ROGERS. ‘I think we must all want to be alone after such an evening. I shall say good-night, Mrs. Don.’
MAJOR. ‘Same here. I go your way, Rogers, but you will find me a silent companion. One doesn’t want to talk ordinary things to-night. Rather not. Thanks, awfully.’
ROGERS. ‘Good-night, Don. It’s a pity, you know; a bit hard on your wife.’
MR. DON. ‘Good-night, Rogers. Good-night, Major.’
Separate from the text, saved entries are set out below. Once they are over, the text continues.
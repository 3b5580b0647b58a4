//! HTTP/REST transport.
//!
//! Every operation maps to one request against the device's REST API; there
//! is no chunking or lockstep framing here, since HTTP already carries
//! arbitrarily large bodies. A 404 response is translated to
//! [`TransportError::NotFound`].

use std::io::{Read, Write};
use std::time::Duration;

use reqwest::blocking::Client;
use reqwest::StatusCode;
use serde::{Deserialize, Serialize};
use tracing::debug;

use super::error::TransportError;
use super::protocol::{check_key_len, check_value_len, NvsValue, PROGRAM_FLASH_MAX_SIZE, PROGRAM_RAM_MAX_SIZE};
use super::{DeviceTransport, Target};

const STATUS_TIMEOUT: Duration = Duration::from_secs(5);
const PROGRAM_TIMEOUT: Duration = Duration::from_secs(30);

fn target_path(target: Target) -> &'static str {
    match target {
        Target::Flash => "flash",
        Target::Ram => "ram",
    }
}

#[derive(Serialize, Deserialize)]
struct NvsJsonBody {
    #[serde(rename = "type")]
    type_name: String,
    value: serde_json::Value,
}

/// Talks to an ODKey device over its HTTP/REST API.
pub struct HttpTransport {
    base_url: String,
    client: Client,
}

impl HttpTransport {
    /// Connects to `host:port`, authenticating subsequent requests with a
    /// bearer token if `api_key` is given.
    pub fn new(host: &str, port: u16, api_key: Option<&str>) -> Result<Self, TransportError> {
        let mut builder = Client::builder().timeout(PROGRAM_TIMEOUT);
        if let Some(key) = api_key {
            let mut headers = reqwest::header::HeaderMap::new();
            let value = reqwest::header::HeaderValue::from_str(&format!("Bearer {key}"))
                .map_err(|e| TransportError::Io(e.to_string()))?;
            headers.insert(reqwest::header::AUTHORIZATION, value);
            builder = builder.default_headers(headers);
        }
        let client = builder
            .build()
            .map_err(|e| TransportError::Io(e.to_string()))?;
        Ok(Self {
            base_url: format!("http://{host}:{port}"),
            client,
        })
    }

    /// Checks whether the device answers its status endpoint.
    pub fn find_device(&self) -> Result<bool, TransportError> {
        let response = self
            .client
            .get(format!("{}/api/status", self.base_url))
            .timeout(STATUS_TIMEOUT)
            .send()
            .map_err(|e| TransportError::Io(e.to_string()))?;
        Ok(response.status() == StatusCode::OK)
    }

    fn map_status(status: StatusCode) -> Option<TransportError> {
        if status == StatusCode::NOT_FOUND {
            Some(TransportError::NotFound)
        } else if !status.is_success() {
            Some(TransportError::Rejected(status.to_string()))
        } else {
            None
        }
    }
}

impl DeviceTransport for HttpTransport {
    fn upload_program(&mut self, target: Target, program: &[u8]) -> Result<(), TransportError> {
        let limit = match target {
            Target::Flash => PROGRAM_FLASH_MAX_SIZE,
            Target::Ram => PROGRAM_RAM_MAX_SIZE,
        };
        if program.len() > limit {
            return Err(TransportError::Rejected(format!(
                "program of {} bytes exceeds the {limit} byte limit",
                program.len()
            )));
        }

        let response = self
            .client
            .post(format!("{}/api/program/{}", self.base_url, target_path(target)))
            .header("content-type", "application/octet-stream")
            .body(program.to_vec())
            .send()
            .map_err(|e| TransportError::Io(e.to_string()))?;
        if let Some(err) = Self::map_status(response.status()) {
            return Err(err);
        }
        debug!(bytes = program.len(), ?target, "uploaded program");
        Ok(())
    }

    fn download_program(&mut self, target: Target) -> Result<Vec<u8>, TransportError> {
        let response = self
            .client
            .get(format!("{}/api/program/{}", self.base_url, target_path(target)))
            .send()
            .map_err(|e| TransportError::Io(e.to_string()))?;
        if let Some(err) = Self::map_status(response.status()) {
            return Err(err);
        }
        response
            .bytes()
            .map(|b| b.to_vec())
            .map_err(|e| TransportError::Io(e.to_string()))
    }

    fn execute_program(&mut self, target: Target) -> Result<(), TransportError> {
        let response = self
            .client
            .post(format!(
                "{}/api/program/{}/execute",
                self.base_url,
                target_path(target)
            ))
            .send()
            .map_err(|e| TransportError::Io(e.to_string()))?;
        if let Some(err) = Self::map_status(response.status()) {
            return Err(err);
        }
        Ok(())
    }

    fn nvs_set(&mut self, key: &str, value: &NvsValue) -> Result<(), TransportError> {
        check_key_len(key)?;
        check_value_len(value)?;

        let url = format!("{}/api/nvs/{key}", self.base_url);
        let response = if let NvsValue::Blob(bytes) = value {
            self.client
                .post(&url)
                .header("content-type", "application/octet-stream")
                .body(bytes.clone())
                .send()
        } else {
            let (type_name, json_value) = match value {
                NvsValue::U8(v) => ("u8", serde_json::json!(v)),
                NvsValue::I8(v) => ("i8", serde_json::json!(v)),
                NvsValue::U16(v) => ("u16", serde_json::json!(v)),
                NvsValue::I16(v) => ("i16", serde_json::json!(v)),
                NvsValue::U32(v) => ("u32", serde_json::json!(v)),
                NvsValue::I32(v) => ("i32", serde_json::json!(v)),
                NvsValue::U64(v) => ("u64", serde_json::json!(v)),
                NvsValue::I64(v) => ("i64", serde_json::json!(v)),
                NvsValue::Str(v) => ("string", serde_json::json!(v)),
                NvsValue::Blob(_) => unreachable!("blob handled above"),
            };
            self.client.post(&url).json(&NvsJsonBody {
                type_name: type_name.to_string(),
                value: json_value,
            })
        }
        .send()
        .map_err(|e| TransportError::Io(e.to_string()))?;

        if let Some(err) = Self::map_status(response.status()) {
            return Err(err);
        }
        Ok(())
    }

    fn nvs_get(&mut self, key: &str) -> Result<NvsValue, TransportError> {
        check_key_len(key)?;
        let response = self
            .client
            .get(format!("{}/api/nvs/{key}", self.base_url))
            .send()
            .map_err(|e| TransportError::Io(e.to_string()))?;
        if let Some(err) = Self::map_status(response.status()) {
            return Err(err);
        }

        let is_octet_stream = response
            .headers()
            .get("content-type")
            .and_then(|v| v.to_str().ok())
            .map(|v| v.starts_with("application/octet-stream"))
            .unwrap_or(false);

        if is_octet_stream {
            let bytes = response
                .bytes()
                .map_err(|e| TransportError::Io(e.to_string()))?;
            return Ok(NvsValue::Blob(bytes.to_vec()));
        }

        let body: NvsJsonBody = response
            .json()
            .map_err(|e| TransportError::Io(e.to_string()))?;
        json_to_nvs_value(&body)
    }

    fn nvs_delete(&mut self, key: &str) -> Result<(), TransportError> {
        check_key_len(key)?;
        let response = self
            .client
            .delete(format!("{}/api/nvs/{key}", self.base_url))
            .send()
            .map_err(|e| TransportError::Io(e.to_string()))?;
        if let Some(err) = Self::map_status(response.status()) {
            if matches!(err, TransportError::NotFound) {
                return Ok(());
            }
            return Err(err);
        }
        Ok(())
    }

    fn download_logs(&mut self, sink: &mut dyn Write) -> Result<(), TransportError> {
        let response = self
            .client
            .get(format!("{}/api/logs", self.base_url))
            .send()
            .map_err(|e| TransportError::Io(e.to_string()))?;
        if let Some(err) = Self::map_status(response.status()) {
            return Err(err);
        }
        let mut reader = response;
        let mut buf = [0u8; 1024];
        loop {
            let n = reader
                .read(&mut buf)
                .map_err(|e| TransportError::Io(e.to_string()))?;
            if n == 0 {
                break;
            }
            sink.write_all(&buf[..n])
                .map_err(|e| TransportError::Io(e.to_string()))?;
        }
        Ok(())
    }

    fn clear_logs(&mut self) -> Result<(), TransportError> {
        let response = self
            .client
            .delete(format!("{}/api/logs", self.base_url))
            .send()
            .map_err(|e| TransportError::Io(e.to_string()))?;
        if let Some(err) = Self::map_status(response.status()) {
            return Err(err);
        }
        Ok(())
    }

    fn close(self) -> Result<(), TransportError> {
        drop(self);
        Ok(())
    }
}

fn json_to_nvs_value(body: &NvsJsonBody) -> Result<NvsValue, TransportError> {
    fn as_u64(v: &serde_json::Value) -> Result<u64, TransportError> {
        v.as_u64()
            .ok_or_else(|| TransportError::Rejected("expected an integer NVS value".to_string()))
    }
    fn as_i64(v: &serde_json::Value) -> Result<i64, TransportError> {
        v.as_i64()
            .ok_or_else(|| TransportError::Rejected("expected an integer NVS value".to_string()))
    }

    Ok(match body.type_name.as_str() {
        "u8" => NvsValue::U8(as_u64(&body.value)? as u8),
        "i8" => NvsValue::I8(as_i64(&body.value)? as i8),
        "u16" => NvsValue::U16(as_u64(&body.value)? as u16),
        "i16" => NvsValue::I16(as_i64(&body.value)? as i16),
        "u32" => NvsValue::U32(as_u64(&body.value)? as u32),
        "i32" => NvsValue::I32(as_i64(&body.value)? as i32),
        "u64" => NvsValue::U64(as_u64(&body.value)?),
        "i64" => NvsValue::I64(as_i64(&body.value)?),
        "string" => NvsValue::Str(
            body.value
                .as_str()
                .ok_or_else(|| TransportError::Rejected("expected a string NVS value".to_string()))?
                .to_string(),
        ),
        other => {
            return Err(TransportError::Rejected(format!(
                "unrecognized NVS type '{other}'"
            )))
        }
    })
}
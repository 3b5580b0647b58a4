//! Tokenizer for ODKeyScript source.

use super::error::ScriptError;

/// A lexical token together with the 1-based line and column at which it
/// starts.
#[derive(Debug, Clone, PartialEq, Eq)]
pub struct Token {
    pub kind: TokenKind,
    pub line: usize,
    pub column: usize,
}

/// The kinds of token the lexer produces.
#[derive(Debug, Clone, PartialEq, Eq)]
pub enum TokenKind {
    /// A bare word: a statement keyword (`press`, `type`, `repeat`, ...), a
    /// key name (`A`, `ENTER`, ...) or a modifier name (`M_LEFTSHIFT`, ...).
    /// The parser disambiguates by context, matching the original
    /// single-pass compiler.
    Word(String),
    /// An integer literal.
    Number(u32),
    /// A double-quoted string literal with escapes already resolved.
    String(String),
    BraceOpen,
    BraceClose,
    /// A `#`-to-end-of-line comment. Carried through the token stream rather
    /// than dropped during lexing, since `keyup`'s bare-vs-operand rule peeks
    /// at the raw next token and needs to tell "nothing follows but a
    /// comment" apart from "more program follows". Everywhere else the
    /// parser skips over these like whitespace.
    Comment,
    Eof,
}

/// Splits ODKeyScript source into a token stream.
///
/// Comments start with `#` and run to end of line; each is emitted as a
/// single `Comment` token rather than being dropped, for the parser to
/// discard (see [`TokenKind::Comment`]). Strings are double quoted; `\t`,
/// `\n`, `\\` and `\"` are recognized escapes, any other `\x` is passed
/// through literally as `\x` and a lone trailing backslash is kept as-is. An
/// unterminated string reports the error at the position of the opening
/// quote.
pub fn tokenize(source: &str) -> Result<Vec<Token>, ScriptError> {
    let chars: Vec<char> = source.chars().collect();
    let mut tokens = Vec::new();
    let mut pos = 0usize;
    let mut line = 1usize;
    let mut column = 1usize;

    let advance = |pos: &mut usize, line: &mut usize, column: &mut usize, chars: &[char]| {
        if chars[*pos] == '\n' {
            *line += 1;
            *column = 1;
        } else {
            *column += 1;
        }
        *pos += 1;
    };

    while pos < chars.len() {
        let c = chars[pos];

        if c.is_whitespace() {
            advance(&mut pos, &mut line, &mut column, &chars);
            continue;
        }

        let start_line = line;
        let start_column = column;

        if c == '#' {
            while pos < chars.len() && chars[pos] != '\n' {
                advance(&mut pos, &mut line, &mut column, &chars);
            }
            tokens.push(Token {
                kind: TokenKind::Comment,
                line: start_line,
                column: start_column,
            });
            continue;
        }

        if c == '{' {
            tokens.push(Token {
                kind: TokenKind::BraceOpen,
                line: start_line,
                column: start_column,
            });
            advance(&mut pos, &mut line, &mut column, &chars);
            continue;
        }

        if c == '}' {
            tokens.push(Token {
                kind: TokenKind::BraceClose,
                line: start_line,
                column: start_column,
            });
            advance(&mut pos, &mut line, &mut column, &chars);
            continue;
        }

        if c == '"' {
            advance(&mut pos, &mut line, &mut column, &chars);
            let mut value = String::new();
            let mut closed = false;
            while pos < chars.len() {
                let ch = chars[pos];
                if ch == '"' {
                    advance(&mut pos, &mut line, &mut column, &chars);
                    closed = true;
                    break;
                }
                if ch == '\\' {
                    advance(&mut pos, &mut line, &mut column, &chars);
                    if pos >= chars.len() {
                        value.push('\\');
                        break;
                    }
                    let esc = chars[pos];
                    match esc {
                        't' => value.push('\t'),
                        'n' => value.push('\n'),
                        '\\' => value.push('\\'),
                        '"' => value.push('"'),
                        other => {
                            value.push('\\');
                            value.push(other);
                        }
                    }
                    advance(&mut pos, &mut line, &mut column, &chars);
                    continue;
                }
                value.push(ch);
                advance(&mut pos, &mut line, &mut column, &chars);
            }
            if !closed {
                return Err(ScriptError::syntax(
                    "unterminated string literal",
                    start_line,
                    start_column,
                ));
            }
            tokens.push(Token {
                kind: TokenKind::String(value),
                line: start_line,
                column: start_column,
            });
            continue;
        }

        if c.is_ascii_digit() {
            let mut value = String::new();
            while pos < chars.len() && chars[pos].is_ascii_digit() {
                value.push(chars[pos]);
                advance(&mut pos, &mut line, &mut column, &chars);
            }
            let number: u32 = value.parse().map_err(|_| {
                ScriptError::syntax("number literal out of range", start_line, start_column)
            })?;
            tokens.push(Token {
                kind: TokenKind::Number(number),
                line: start_line,
                column: start_column,
            });
            continue;
        }

        if is_identifier_start(c) {
            let mut value = String::new();
            while pos < chars.len() && is_identifier_continue(chars[pos]) {
                value.push(chars[pos]);
                advance(&mut pos, &mut line, &mut column, &chars);
            }
            tokens.push(Token {
                kind: TokenKind::Word(value),
                line: start_line,
                column: start_column,
            });
            continue;
        }

        return Err(ScriptError::syntax(
            format!("unexpected character {c:?}"),
            start_line,
            start_column,
        ));
    }

    tokens.push(Token {
        kind: TokenKind::Eof,
        line,
        column,
    });
    Ok(tokens)
}

fn is_identifier_start(c: char) -> bool {
    c.is_ascii_alphabetic() || c == '_'
}

fn is_identifier_continue(c: char) -> bool {
    c.is_ascii_alphanumeric() || c == '_'
}

#[cfg(test)]
mod tests {
    use super::*;

    #[test]
    fn tokenizes_simple_statement() {
        let tokens = tokenize("press A").unwrap();
        assert_eq!(
            tokens,
            vec![
                Token {
                    kind: TokenKind::Word("press".into()),
                    line: 1,
                    column: 1,
                },
                Token {
                    kind: TokenKind::Word("A".into()),
                    line: 1,
                    column: 7,
                },
                Token {
                    kind: TokenKind::Eof,
                    line: 1,
                    column: 8,
                },
            ]
        );
    }

    #[test]
    fn comments_become_their_own_token() {
        let tokens = tokenize("press A # hold the A key\npress B").unwrap();
        assert!(tokens.iter().any(|t| matches!(t.kind, TokenKind::Comment)));
        assert!(tokens.iter().any(|t| matches!(&t.kind, TokenKind::Word(w) if w == "B")));
    }

    #[test]
    fn resolves_string_escapes() {
        let tokens = tokenize(r#"type "a\tb\nc\\d\"e""#).unwrap();
        match &tokens[1].kind {
            TokenKind::String(s) => assert_eq!(s, "a\tb\nc\\d\"e"),
            other => panic!("expected string token, got {other:?}"),
        }
    }

    #[test]
    fn preserves_unknown_escape_literally() {
        let tokens = tokenize(r#"type "a\zb""#).unwrap();
        match &tokens[1].kind {
            TokenKind::String(s) => assert_eq!(s, "a\\zb"),
            other => panic!("expected string token, got {other:?}"),
        }
    }

    #[test]
    fn reports_unterminated_string_at_opening_quote() {
        let err = tokenize("type \"abc").unwrap_err();
        assert_eq!(err.line(), 1);
        assert_eq!(err.column(), 6);
    }

    #[test]
    fn braces_are_separate_tokens() {
        let tokens = tokenize("repeat 3 { press A }").unwrap();
        assert!(tokens
            .iter()
            .any(|t| matches!(t.kind, TokenKind::BraceOpen)));
        assert!(tokens
            .iter()
            .any(|t| matches!(t.kind, TokenKind::BraceClose)));
    }
}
The husband and wife, left together, have not much to say to each other. He is depressed because he has spoilt things for her. She is not angry. She knows that he can’t help being as he is, and that there are fine spaces in her mind where his thoughts can never walk with hers. But she would forgive him seventy times seven because he is her husband. She is standing looking at a case of fishing-rods against the wall. There is a Jock Scott still sticking in one of them. Mr. Don says, as if somehow they were evidence against him:
‘Dick’s fishing-rods.’
She says forgivingly, ‘I hope you don’t mind my keeping them in the studio, Robert. They are sacred things to me.’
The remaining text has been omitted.